--- EXERCISE MATERIALS Enclosed Below ---
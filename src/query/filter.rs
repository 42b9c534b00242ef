//! Record filters and query-string parsing.

use crate::record::model::ValidationOutcome;
use crate::LicenseLogError;
use chrono::{DateTime, NaiveDate, NaiveDateTime, TimeZone, Utc};
use serde::Deserialize;

/// Narrows which records are returned or aggregated. Empty matches everything.
#[derive(Debug, Clone, Default, PartialEq, Eq)]
pub struct RecordFilter {
    /// Exact license key.
    pub license_key: Option<String>,

    /// Exact device identifier.
    pub device_id: Option<String>,

    /// Exact user identifier.
    pub user_id: Option<String>,

    /// Outcome.
    pub result: Option<ValidationOutcome>,

    /// Inclusive lower time bound.
    pub from: Option<DateTime<Utc>>,

    /// Inclusive upper time bound.
    pub to: Option<DateTime<Utc>>,
}

impl RecordFilter {
    /// Filter restricted to one license key.
    pub fn for_license(license_key: impl Into<String>) -> Self {
        Self {
            license_key: Some(license_key.into()),
            ..Self::default()
        }
    }

    /// Check the filter is internally consistent.
    ///
    /// # Errors
    /// `Validation` when both bounds are set and `from > to`.
    pub fn validate(&self) -> Result<(), LicenseLogError> {
        if let (Some(from), Some(to)) = (self.from, self.to) {
            if from > to {
                return Err(LicenseLogError::validation(format!(
                    "from ({}) must not be after to ({})",
                    from.to_rfc3339(),
                    to.to_rfc3339()
                )));
            }
        }
        Ok(())
    }
}

/// Which end of a range a date-only value stands for.
#[derive(Debug, Clone, Copy, PartialEq, Eq)]
pub enum Bound {
    /// Start of the day.
    Start,
    /// Last microsecond of the day.
    End,
}

/// Parse a time bound.
///
/// Accepts RFC 3339 (`2025-01-15T12:00:00Z`), SQLite-style
/// `YYYY-MM-DD HH:MM:SS` (taken as UTC) and date-only `YYYY-MM-DD`.
pub fn parse_time_bound(
    field: &str,
    raw: &str,
    bound: Bound,
) -> Result<DateTime<Utc>, LicenseLogError> {
    let raw = raw.trim();

    if let Ok(dt) = DateTime::parse_from_rfc3339(raw) {
        return Ok(dt.with_timezone(&Utc));
    }
    if let Ok(naive) = NaiveDateTime::parse_from_str(raw, "%Y-%m-%d %H:%M:%S") {
        return Ok(Utc.from_utc_datetime(&naive));
    }
    if let Ok(date) = NaiveDate::parse_from_str(raw, "%Y-%m-%d") {
        let naive = match bound {
            Bound::Start => date.and_hms_opt(0, 0, 0),
            Bound::End => date.and_hms_micro_opt(23, 59, 59, 999_999),
        };
        if let Some(naive) = naive {
            return Ok(Utc.from_utc_datetime(&naive));
        }
    }

    Err(LicenseLogError::validation(format!(
        "{} must be an RFC 3339 timestamp or YYYY-MM-DD date (got {:?})",
        field, raw
    )))
}

/// Raw query-string parameters shared by the search and summary endpoints.
///
/// Everything arrives as text so that parse failures become structured
/// validation errors instead of extractor rejections.
#[derive(Debug, Clone, Default, Deserialize)]
pub struct QueryParams {
    /// License key filter.
    pub license_key: Option<String>,
    /// Device filter.
    pub device_id: Option<String>,
    /// User filter.
    pub user_id: Option<String>,
    /// Outcome filter.
    #[serde(alias = "status")]
    pub result: Option<String>,
    /// Lower time bound.
    #[serde(alias = "start_date")]
    pub from: Option<String>,
    /// Upper time bound.
    #[serde(alias = "end_date")]
    pub to: Option<String>,
    /// Page size.
    pub limit: Option<String>,
    /// Rows to skip.
    pub offset: Option<String>,
    /// Opaque continuation token.
    pub cursor: Option<String>,
}

/// Treat `?name=` the same as an absent parameter.
pub(crate) fn non_blank(value: &Option<String>) -> Option<&str> {
    value.as_deref().map(str::trim).filter(|v| !v.is_empty())
}

impl QueryParams {
    /// Build and validate the filter part.
    pub fn filter(&self) -> Result<RecordFilter, LicenseLogError> {
        let result = match non_blank(&self.result) {
            None => None,
            Some(raw) => Some(raw.parse::<ValidationOutcome>().map_err(|_| {
                LicenseLogError::validation(format!("unrecognized result filter {:?}", raw))
            })?),
        };

        let filter = RecordFilter {
            license_key: non_blank(&self.license_key).map(String::from),
            device_id: non_blank(&self.device_id).map(String::from),
            user_id: non_blank(&self.user_id).map(String::from),
            result,
            from: non_blank(&self.from)
                .map(|raw| parse_time_bound("from", raw, Bound::Start))
                .transpose()?,
            to: non_blank(&self.to)
                .map(|raw| parse_time_bound("to", raw, Bound::End))
                .transpose()?,
        };
        filter.validate()?;
        Ok(filter)
    }
}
--- End of Enclosed EXERCISE MATERIALS ---
## ABOUT THIS TASK
Whenever the string "ValidationOutcome" turns up in a line above, copy that line out.

## FINAL ANSWER
use crate::record::model::ValidationOutcome;
    pub result: Option<ValidationOutcome>,
            Some(raw) => Some(raw.parse::<ValidationOutcome>().map_err(|_| {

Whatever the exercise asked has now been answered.